I would respectfully suggest to Ms Gosselin that what Mr Hemmings does with his money is his business and certainly not hers. I strongly suspect that she wrote what she did merely to have a pop at him. Had she really believed that he might take up her idea, she would have given a good deal more mature thought to the phraseology she used.

I see that the former Prime Minister has emerged from his first year of retirement by sticking his head very prominently above the parapet by suggesting that both we and the colonies should appoint a foreign minister to look after the islands’ increasingly complex relationships with other jurisdictions.

That bit was always going to get Frank Walker a bit of publicity – a good deal more than his other suggestion that, in words used elsewhere in this newspaper, both Jersey and Guernsey leave trivial rivalries where they belong – on the football field – and work together much more than they seem to do.

I get criticised for having the occasional pop at the donkeys over in the smaller island, but my mate who lives there tells me that rarely a day goes by that Guernsey’s daily newspaper doesn’t seek to draw some disparaging comparison between them and us.

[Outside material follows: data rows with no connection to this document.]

//! 画面ごとの表示状態。

use crate::{
    api::admin::GenerateCodes,
    config::{CodesCfg, Config},
    events::{AdminTab, Screen},
    export,
    models::{AdminUser, Job, JobStatus, Page, Quality, RedemptionCode, Stats},
    pagination::{self, CodeFilter, JobFilter, UserFilter},
};

/// ページング付き一覧の状態。
#[derive(Clone, Debug)]
pub struct ListView<T> {
    /// 最後に受け取ったページ。
    pub page: Page<T>,
    /// 要求中または表示中のページ番号（1始まり）。
    pub current: u32,
    /// 選択行。
    pub selected: usize,
    /// 応答待ちならtrue。
    pub loading: bool,
}

impl<T> Default for ListView<T> {
    fn default() -> Self {
        Self {
            page: Page::default(),
            current: 1,
            selected: 0,
            loading: false,
        }
    }
}

impl<T> ListView<T> {
    /// 受け取ったページで置き換える。
    pub fn replace(&mut self, page: Page<T>) {
        self.current = page.page.max(1);
        self.selected = self.selected.min(page.items.len().saturating_sub(1));
        self.page = page;
        self.loading = false;
    }

    /// 応答にページ数が無ければ件数から計算する。
    pub fn total_pages(&self) -> u32 {
        if self.page.total_pages > 0 {
            self.page.total_pages
        } else {
            pagination::total_pages(self.page.total, self.page.page_size)
        }
    }

    /// 次ページへ。移動できたらtrue。
    pub fn next_page(&mut self) -> bool {
        if self.current < self.total_pages() {
            self.current += 1;
            self.selected = 0;
            true
        } else {
            false
        }
    }

    /// 前ページへ。移動できたらtrue。
    pub fn prev_page(&mut self) -> bool {
        if self.current > 1 {
            self.current -= 1;
            self.selected = 0;
            true
        } else {
            false
        }
    }

    /// フィルタ変更時は先頭ページへ戻す。
    pub fn reset(&mut self) {
        self.current = 1;
        self.selected = 0;
    }

    pub fn select_next(&mut self) {
        if self.selected + 1 < self.page.items.len() {
            self.selected += 1;
        }
    }

    pub fn select_prev(&mut self) {
        self.selected = self.selected.saturating_sub(1);
    }

    pub fn selected_item(&self) -> Option<&T> {
        self.page.items.get(self.selected)
    }
}

/// ダッシュボードの集計。
#[derive(Clone, Debug, Default)]
pub struct DashboardView {
    /// クレジット残高（未取得ならNone）。
    pub balance: Option<i64>,
    /// 最近のジョブ。
    pub jobs: Vec<Job>,
    /// 全ジョブ数。
    pub total: u64,
    pub selected: usize,
}

impl DashboardView {
    pub fn completed(&self) -> usize {
        self.jobs
            .iter()
            .filter(|j| j.status == JobStatus::Completed)
            .count()
    }

    /// 待機中と処理中の合計。
    pub fn in_progress(&self) -> usize {
        self.jobs
            .iter()
            .filter(|j| !j.status.is_finished())
            .count()
    }
}

/// アップロードフォーム。
#[derive(Clone, Debug)]
pub struct UploadForm {
    pub path: String,
    pub quality: Quality,
    /// アップロード中ならtrue。
    pub busy: bool,
}

impl Default for UploadForm {
    fn default() -> Self {
        Self {
            path: String::new(),
            quality: Quality::Lama,
            busy: false,
        }
    }
}

/// ジョブ画面の状態。
#[derive(Clone, Debug)]
pub struct JobView {
    /// 表示中のジョブID。
    pub job_id: Option<String>,
    /// 最新のスナップショット。
    pub job: Option<Job>,
    /// 404を受け取ったらtrue（以後は読み込み中扱いしない）。
    pub not_found: bool,
    /// 反映済みの最新ポーリング世代。
    pub generation: u64,
    /// Escで戻る画面。
    pub return_to: Screen,
}

impl Default for JobView {
    fn default() -> Self {
        Self {
            job_id: None,
            job: None,
            not_found: false,
            generation: 0,
            return_to: Screen::Dashboard,
        }
    }
}

impl JobView {
    /// 別のジョブを開く。前のジョブの状態は捨てる。
    pub fn open(&mut self, job_id: String, known: Option<Job>, return_to: Screen) {
        self.job_id = Some(job_id);
        self.job = known;
        self.not_found = false;
        self.generation = 0;
        self.return_to = return_to;
    }

    pub fn close(&mut self) {
        self.job_id = None;
        self.job = None;
        self.not_found = false;
        self.generation = 0;
    }

    /// 表示中ジョブ宛てで、反映済みより新しい世代ならtrueを返して記録する。
    pub fn accept(&mut self, job_id: &str, generation: u64) -> bool {
        if self.job_id.as_deref() != Some(job_id) || generation <= self.generation {
            return false;
        }
        self.generation = generation;
        true
    }

    pub fn is_loading(&self) -> bool {
        self.job_id.is_some() && self.job.is_none() && !self.not_found
    }
}

/// 料金画面の状態。
#[derive(Clone, Debug, Default)]
pub struct PricingView {
    /// 選択中のパック位置。
    pub selected: usize,
    /// チェックアウト作成中ならtrue。
    pub busy: bool,
}

/// コード生成モーダル。
#[derive(Clone, Debug)]
pub struct GenerateForm {
    pub credits: i64,
    pub count: u32,
    pub prefix: String,
    pub busy: bool,
    /// 生成結果（成功後のみ）。
    pub result: Option<Vec<RedemptionCode>>,
}

impl GenerateForm {
    pub fn from_defaults(cfg: &CodesCfg) -> Self {
        Self {
            credits: cfg.default_credits,
            count: cfg.default_count,
            prefix: cfg.default_prefix.clone(),
            busy: false,
            result: None,
        }
    }

    pub fn request(&self) -> GenerateCodes {
        GenerateCodes::new(self.credits, self.count, &self.prefix)
    }

    /// パックと同じ 10/50/200 を順に切り替える。
    pub fn cycle_credits(&mut self) {
        self.credits = match self.credits {
            10 => 50,
            50 => 200,
            _ => 10,
        };
    }

    /// コピーとCSV保存が使えるか。
    pub fn can_export(&self) -> bool {
        self.result.as_ref().is_some_and(|r| !r.is_empty())
    }

    /// 生成結果を1行1コードで返す。
    pub fn export_lines(&self) -> Option<String> {
        if !self.can_export() {
            return None;
        }
        self.result.as_deref().map(export::codes_lines)
    }
}

/// 管理画面の状態。
#[derive(Clone, Debug, Default)]
pub struct AdminView {
    pub tab: AdminTab,
    pub stats: Option<Stats>,
    pub codes: ListView<RedemptionCode>,
    pub code_filter: CodeFilter,
    pub users: ListView<AdminUser>,
    pub user_filter: UserFilter,
    pub jobs: ListView<Job>,
    pub job_filter: JobFilter,
    /// 開いているコード生成モーダル。
    pub generate: Option<GenerateForm>,
}

/// 設定画面の編集バッファ。
#[derive(Clone, Debug, PartialEq, Eq)]
pub struct SettingsForm {
    pub api_url: String,
    pub sign_in_url: String,
    pub poll_interval_ms: u64,
    pub stop_when_finished: bool,
}

impl SettingsForm {
    pub fn from_config(cfg: &Config) -> Self {
        Self {
            api_url: cfg.api.base_url.clone(),
            sign_in_url: cfg.api.sign_in_url.clone(),
            poll_interval_ms: cfg.poll.interval_ms,
            stop_when_finished: cfg.poll.stop_when_finished,
        }
    }

    /// 編集内容を設定へ反映する。
    pub fn apply(&self, cfg: &mut Config) {
        cfg.api.base_url = self.api_url.trim().trim_end_matches('/').to_string();
        cfg.api.sign_in_url = self.sign_in_url.trim().to_string();
        cfg.poll.interval_ms = self.poll_interval_ms;
        cfg.poll.stop_when_finished = self.stop_when_finished;
    }
}

#[cfg(test)]
mod tests {
    use super::*;

    fn page(n: usize, page: u32, total_pages: u32) -> Page<u32> {
        Page {
            items: (0..n as u32).collect(),
            total: u64::from(total_pages) * n as u64,
            page,
            page_size: n as u32,
            total_pages,
        }
    }

    #[test]
    fn test_list_paging_bounds() {
        let mut v: ListView<u32> = ListView::default();
        assert!(!v.prev_page());
        assert!(!v.next_page());
        v.replace(page(3, 1, 2));
        assert!(v.next_page());
        assert_eq!(v.current, 2);
        assert!(!v.next_page());
        assert!(v.prev_page());
    }

    #[test]
    fn test_replace_clamps_selection() {
        let mut v: ListView<u32> = ListView::default();
        v.replace(page(5, 1, 1));
        v.selected = 4;
        v.replace(page(2, 1, 1));
        assert_eq!(v.selected, 1);
        v.replace(page(0, 1, 1));
        assert_eq!(v.selected, 0);
        assert!(v.selected_item().is_none());
    }

    #[test]
    fn test_total_pages_falls_back_to_count() {
        let mut v: ListView<u32> = ListView::default();
        assert_eq!(v.total_pages(), 1);
        v.replace(Page {
            items: vec![1, 2],
            total: 41,
            page: 1,
            page_size: 20,
            total_pages: 0,
        });
        assert_eq!(v.total_pages(), 3);
    }

    #[test]
    fn test_job_view_accepts_only_newer_generations() {
        let mut v = JobView::default();
        assert!(!v.accept("job-1", 1));
        v.open("job-1".into(), None, Screen::Dashboard);
        assert!(v.accept("job-1", 2));
        assert!(!v.accept("job-1", 1));
        assert!(!v.accept("job-1", 2));
        assert!(!v.accept("job-2", 3));
        assert!(v.accept("job-1", 3));
        v.close();
        assert!(!v.accept("job-1", 4));
    }

    #[test]
    fn test_settings_form_round_trip() {
        let mut cfg = Config::default();
        let mut form = SettingsForm::from_config(&cfg);
        form.api_url = " https://api.example.com/ ".into();
        form.stop_when_finished = true;
        form.apply(&mut cfg);
        assert_eq!(cfg.api.base_url, "https://api.example.com");
        assert!(cfg.poll.stop_when_finished);
    }

    #[test]
    fn test_generate_form_credits_cycle() {
        let mut f = GenerateForm::from_defaults(&CodesCfg::default());
        assert_eq!(f.credits, 10);
        f.cycle_credits();
        f.cycle_credits();
        assert_eq!(f.credits, 200);
        f.cycle_credits();
        assert_eq!(f.credits, 10);
        assert!(!f.can_export());
    }
}
//! 画面遷移用のUI状態と画面種別。

use std::time::{Duration, Instant};

/// トーストの表示時間。
pub const TOAST_TTL: Duration = Duration::from_secs(4);
/// 保持するログの最大行数。
pub const LOG_CAP: usize = 100;

/// TUIで現在表示中の画面。
#[derive(Clone, Copy, Debug, PartialEq, Eq)]
pub enum Screen {
    /// 初期設定ウィザード画面。
    Setup,
    /// 残高と最近のジョブ。
    Dashboard,
    /// 動画アップロード画面。
    Upload,
    /// 単一ジョブの進捗画面。
    Job,
    /// ジョブ履歴一覧。
    History,
    /// クレジット購入とコード引き換え。
    Pricing,
    /// 管理コンソール。
    Admin,
    /// 設定編集画面。
    Settings,
}

impl Screen {
    /// ステータスバーに出す画面名。
    pub fn name(self) -> &'static str {
        match self {
            Screen::Setup => "Setup",
            Screen::Dashboard => "Dashboard",
            Screen::Upload => "Upload",
            Screen::Job => "Job",
            Screen::History => "History",
            Screen::Pricing => "Pricing",
            Screen::Admin => "Admin",
            Screen::Settings => "Settings",
        }
    }
}

/// 管理コンソールのタブ。
#[derive(Clone, Copy, Debug, Default, PartialEq, Eq)]
pub enum AdminTab {
    #[default]
    Stats,
    Codes,
    Users,
    Jobs,
}

impl AdminTab {
    pub const ALL: [AdminTab; 4] = [AdminTab::Stats, AdminTab::Codes, AdminTab::Users, AdminTab::Jobs];

    pub fn next(self) -> Self {
        match self {
            AdminTab::Stats => AdminTab::Codes,
            AdminTab::Codes => AdminTab::Users,
            AdminTab::Users => AdminTab::Jobs,
            AdminTab::Jobs => AdminTab::Stats,
        }
    }

    pub fn title(self) -> &'static str {
        match self {
            AdminTab::Stats => "Stats",
            AdminTab::Codes => "Codes",
            AdminTab::Users => "Users",
            AdminTab::Jobs => "Jobs",
        }
    }
}

/// トーストの種類。
#[derive(Clone, Copy, Debug, PartialEq, Eq)]
pub enum ToastKind {
    Success,
    Error,
}

/// 一定時間で消える通知。
#[derive(Clone, Debug)]
pub struct Toast {
    pub kind: ToastKind,
    pub message: String,
    pub expires_at: Instant,
}

/// 描画側と共有するUI状態。
#[derive(Clone, Debug)]
pub struct UiState {
    /// 現在の画面。
    pub screen: Screen,
    /// 右側パネルに表示するログ。
    pub log: Vec<String>,
    /// 画面下部のステータス文言。
    pub status: String,
    /// 表示中のトースト。
    pub toast: Option<Toast>,
    /// エラーメッセージ（ウィザードで強調表示）。
    pub error: Option<String>,
}

impl UiState {
    pub fn new(screen: Screen) -> Self {
        Self {
            screen,
            log: vec![],
            status: "Ready".into(),
            toast: None,
            error: None,
        }
    }

    /// 成功トーストを出す。
    pub fn toast_success(&mut self, message: impl Into<String>) {
        self.push_toast(ToastKind::Success, message.into());
    }

    /// エラートーストを出す。
    pub fn toast_error(&mut self, message: impl Into<String>) {
        self.push_toast(ToastKind::Error, message.into());
    }

    /// ログに1行追加する。古い行は上限を超えた分だけ捨てる。
    pub fn push_log(&mut self, line: impl Into<String>) {
        self.log.push(line.into());
        if self.log.len() > LOG_CAP {
            let excess = self.log.len() - LOG_CAP;
            self.log.drain(..excess);
        }
    }

    fn push_toast(&mut self, kind: ToastKind, message: String) {
        // 直前のトーストは上書きする。
        self.push_log(message.clone());
        self.toast = Some(Toast {
            kind,
            message,
            expires_at: Instant::now() + TOAST_TTL,
        });
    }

    /// 期限切れのトーストを消す。
    pub fn expire_toast(&mut self, now: Instant) {
        if self.toast.as_ref().is_some_and(|t| t.expires_at <= now) {
            self.toast = None;
        }
    }
}
//! List queries, filters, and the page-number window shown under tables.

use crate::models::{Job, JobStatus, Page};

/// Query string for a paginated list endpoint.
#[derive(Clone, Debug, PartialEq, Eq)]
pub struct ListQuery {
    pub page: u32,
    pub page_size: u32,
    filters: Vec<(&'static str, String)>,
}

impl ListQuery {
    pub fn new(page: u32, page_size: u32) -> Self {
        Self {
            page: page.max(1),
            page_size: page_size.max(1),
            filters: Vec::new(),
        }
    }

    /// Add a filter; empty values are left out of the query string.
    pub fn filter(mut self, key: &'static str, value: Option<String>) -> Self {
        if let Some(v) = value {
            let v = v.trim().to_string();
            if !v.is_empty() {
                self.filters.push((key, v));
            }
        }
        self
    }

    /// Pairs for `reqwest::RequestBuilder::query`.
    pub fn to_pairs(&self) -> Vec<(&'static str, String)> {
        let mut pairs = vec![
            ("page", self.page.to_string()),
            ("page_size", self.page_size.to_string()),
        ];
        pairs.extend(self.filters.iter().cloned());
        pairs
    }
}

/// Status filter for job lists.
#[derive(Clone, Copy, Debug, Default, PartialEq, Eq)]
pub enum JobFilter {
    #[default]
    All,
    Only(JobStatus),
}

impl JobFilter {
    /// Cycle order used by the filter key: all, completed, processing, pending, failed.
    pub fn next(self) -> Self {
        match self {
            JobFilter::All => JobFilter::Only(JobStatus::Completed),
            JobFilter::Only(JobStatus::Completed) => JobFilter::Only(JobStatus::Processing),
            JobFilter::Only(JobStatus::Processing) => JobFilter::Only(JobStatus::Pending),
            JobFilter::Only(JobStatus::Pending) => JobFilter::Only(JobStatus::Failed),
            JobFilter::Only(JobStatus::Failed) => JobFilter::All,
        }
    }

    pub fn label(self) -> &'static str {
        match self {
            JobFilter::All => "all",
            JobFilter::Only(s) => s.as_str(),
        }
    }

    pub fn apply(self, q: ListQuery) -> ListQuery {
        match self {
            JobFilter::All => q,
            JobFilter::Only(s) => q.filter("status", Some(s.as_str().to_string())),
        }
    }

    /// Drop jobs that do not match. Endpoints that ignore the `status` query
    /// return everything, so counts are rebuilt when anything was removed.
    pub fn retain(self, page: &mut Page<Job>) {
        let JobFilter::Only(status) = self else {
            return;
        };
        let before = page.items.len();
        page.items.retain(|j| j.status == status);
        if page.items.len() != before {
            page.total = page.items.len() as u64;
            page.total_pages = total_pages(page.total, page.page_size);
        }
    }
}

/// Redemption state filter for the codes list.
#[derive(Clone, Copy, Debug, Default, PartialEq, Eq)]
pub enum CodeState {
    #[default]
    All,
    Pending,
    Redeemed,
}

impl CodeState {
    pub fn next(self) -> Self {
        match self {
            CodeState::All => CodeState::Pending,
            CodeState::Pending => CodeState::Redeemed,
            CodeState::Redeemed => CodeState::All,
        }
    }

    pub fn label(self) -> &'static str {
        match self {
            CodeState::All => "all",
            CodeState::Pending => "pending",
            CodeState::Redeemed => "redeemed",
        }
    }
}

/// Filters on the admin codes list.
#[derive(Clone, Debug, Default, PartialEq, Eq)]
pub struct CodeFilter {
    pub state: CodeState,
    pub credits: Option<i64>,
    pub search: String,
}

impl CodeFilter {
    pub fn apply(&self, q: ListQuery) -> ListQuery {
        let state = match self.state {
            CodeState::All => None,
            s => Some(s.label().to_string()),
        };
        q.filter("status", state)
            .filter("credits", self.credits.map(|c| c.to_string()))
            .filter("search", Some(self.search.clone()))
    }

    /// Credit amounts offered by the packs; `None` means any.
    pub fn next_credits(&self) -> Option<i64> {
        match self.credits {
            None => Some(10),
            Some(10) => Some(50),
            Some(50) => Some(200),
            _ => None,
        }
    }
}

/// Role filter on the admin users list.
#[derive(Clone, Copy, Debug, Default, PartialEq, Eq)]
pub enum RoleFilter {
    #[default]
    All,
    Admin,
    User,
}

impl RoleFilter {
    pub fn next(self) -> Self {
        match self {
            RoleFilter::All => RoleFilter::Admin,
            RoleFilter::Admin => RoleFilter::User,
            RoleFilter::User => RoleFilter::All,
        }
    }

    pub fn label(self) -> &'static str {
        match self {
            RoleFilter::All => "all",
            RoleFilter::Admin => "admin",
            RoleFilter::User => "user",
        }
    }
}

/// Filters on the admin users list.
#[derive(Clone, Debug, Default, PartialEq, Eq)]
pub struct UserFilter {
    pub search: String,
    pub role: RoleFilter,
}

impl UserFilter {
    pub fn apply(&self, q: ListQuery) -> ListQuery {
        let role = match self.role {
            RoleFilter::All => None,
            r => Some(r.label().to_string()),
        };
        q.filter("search", Some(self.search.clone()))
            .filter("role", role)
    }
}

/// Ceiling division used by the backend; never less than one page.
pub fn total_pages(total: u64, page_size: u32) -> u32 {
    if total == 0 || page_size == 0 {
        return 1;
    }
    total.div_ceil(u64::from(page_size)) as u32
}

/// One slot in the page-number strip.
#[derive(Clone, Copy, Debug, PartialEq, Eq)]
pub enum PageSlot {
    Number(u32),
    Gap,
}

/// Pages within two of `current`, plus first and last, with gaps collapsed.
///
/// A gap of exactly one page is shown as that page number instead of `...`.
pub fn visible_pages(current: u32, total_pages: u32) -> Vec<PageSlot> {
    const DELTA: u32 = 2;
    if total_pages <= 1 {
        return Vec::new();
    }

    let lo = current.saturating_sub(DELTA);
    let hi = current.saturating_add(DELTA);
    let mut out = Vec::new();
    let mut last: Option<u32> = None;
    for i in (1..=total_pages).filter(|&i| i == 1 || i == total_pages || (lo..=hi).contains(&i)) {
        if let Some(l) = last {
            if i - l == 2 {
                out.push(PageSlot::Number(l + 1));
            } else if i - l != 1 {
                out.push(PageSlot::Gap);
            }
        }
        out.push(PageSlot::Number(i));
        last = Some(i);
    }
    out
}

/// Render the strip as text, bracketing the current page.
pub fn format_strip(current: u32, total_pages: u32) -> String {
    visible_pages(current, total_pages)
        .into_iter()
        .map(|slot| match slot {
            PageSlot::Number(n) if n == current => format!("[{n}]"),
            PageSlot::Number(n) => n.to_string(),
            PageSlot::Gap => "...".to_string(),
        })
        .collect::<Vec<_>>()
        .join(" ")
}

#[cfg(test)]
mod tests {
    use super::*;
    use PageSlot::{Gap, Number};

    #[test]
    fn test_query_skips_empty_filters() {
        let q = CodeFilter {
            state: CodeState::Pending,
            credits: None,
            search: "  ".into(),
        }
        .apply(ListQuery::new(2, 20));
        assert_eq!(
            q.to_pairs(),
            vec![
                ("page", "2".to_string()),
                ("page_size", "20".to_string()),
                ("status", "pending".to_string()),
            ]
        );
    }

    #[test]
    fn test_job_filter_cycle_and_query() {
        let mut f = JobFilter::All;
        let mut seen = vec![];
        for _ in 0..5 {
            seen.push(f.label());
            f = f.next();
        }
        assert_eq!(seen, ["all", "completed", "processing", "pending", "failed"]);
        assert_eq!(f, JobFilter::All);

        let q = JobFilter::Only(JobStatus::Failed).apply(ListQuery::new(1, 15));
        assert!(q.to_pairs().contains(&("status", "failed".to_string())));
    }

    #[test]
    fn test_job_filter_retains_matching_jobs() {
        let mut page: Page<Job> = serde_json::from_str(
            r#"[{"id":"a","status":"completed","created_at":"2025-01-01T00:00:00"},
                {"id":"b","status":"processing","created_at":"2025-01-01T00:00:00"}]"#,
        )
        .unwrap();
        JobFilter::All.retain(&mut page);
        assert_eq!(page.items.len(), 2);

        JobFilter::Only(JobStatus::Processing).retain(&mut page);
        assert_eq!(page.items.len(), 1);
        assert_eq!(page.items[0].id, "b");
        assert_eq!((page.total, page.total_pages), (1, 1));
    }

    #[test]
    fn test_user_filter_role() {
        let q = UserFilter {
            search: "gmail".into(),
            role: RoleFilter::Admin,
        }
        .apply(ListQuery::new(0, 0));
        assert_eq!(
            q.to_pairs(),
            vec![
                ("page", "1".to_string()),
                ("page_size", "1".to_string()),
                ("search", "gmail".to_string()),
                ("role", "admin".to_string()),
            ]
        );
    }

    #[test]
    fn test_total_pages() {
        assert_eq!(total_pages(0, 20), 1);
        assert_eq!(total_pages(20, 20), 1);
        assert_eq!(total_pages(21, 20), 2);
    }

    #[test]
    fn test_visible_pages_window() {
        assert!(visible_pages(1, 1).is_empty());
        assert_eq!(
            visible_pages(1, 10),
            vec![Number(1), Number(2), Number(3), Gap, Number(10)]
        );
        assert_eq!(
            visible_pages(5, 10),
            vec![
                Number(1),
                Number(2),
                Number(3),
                Number(4),
                Number(5),
                Number(6),
                Number(7),
                Gap,
                Number(10)
            ]
        );
        // A single missing page is shown as a number.
        assert_eq!(
            visible_pages(4, 7),
            vec![
                Number(1),
                Number(2),
                Number(3),
                Number(4),
                Number(5),
                Number(6),
                Number(7)
            ]
        );
    }

    #[test]
    fn test_format_strip() {
        assert_eq!(format_strip(10, 10), "1 ... 8 9 [10]");
    }
}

I would be happy to stop talking about their need for evening classes for revolving doors and escalators and going down to the Co-op to watch the bacon slicer for a bit of excitement because there’s little else to do over there, if they would agree to do the same.

AND finally … To all those who contribute to the contents of this weekly offering, either willingly or otherwise, as well as The Reader, I wish you all you wish yourselves this Christmas.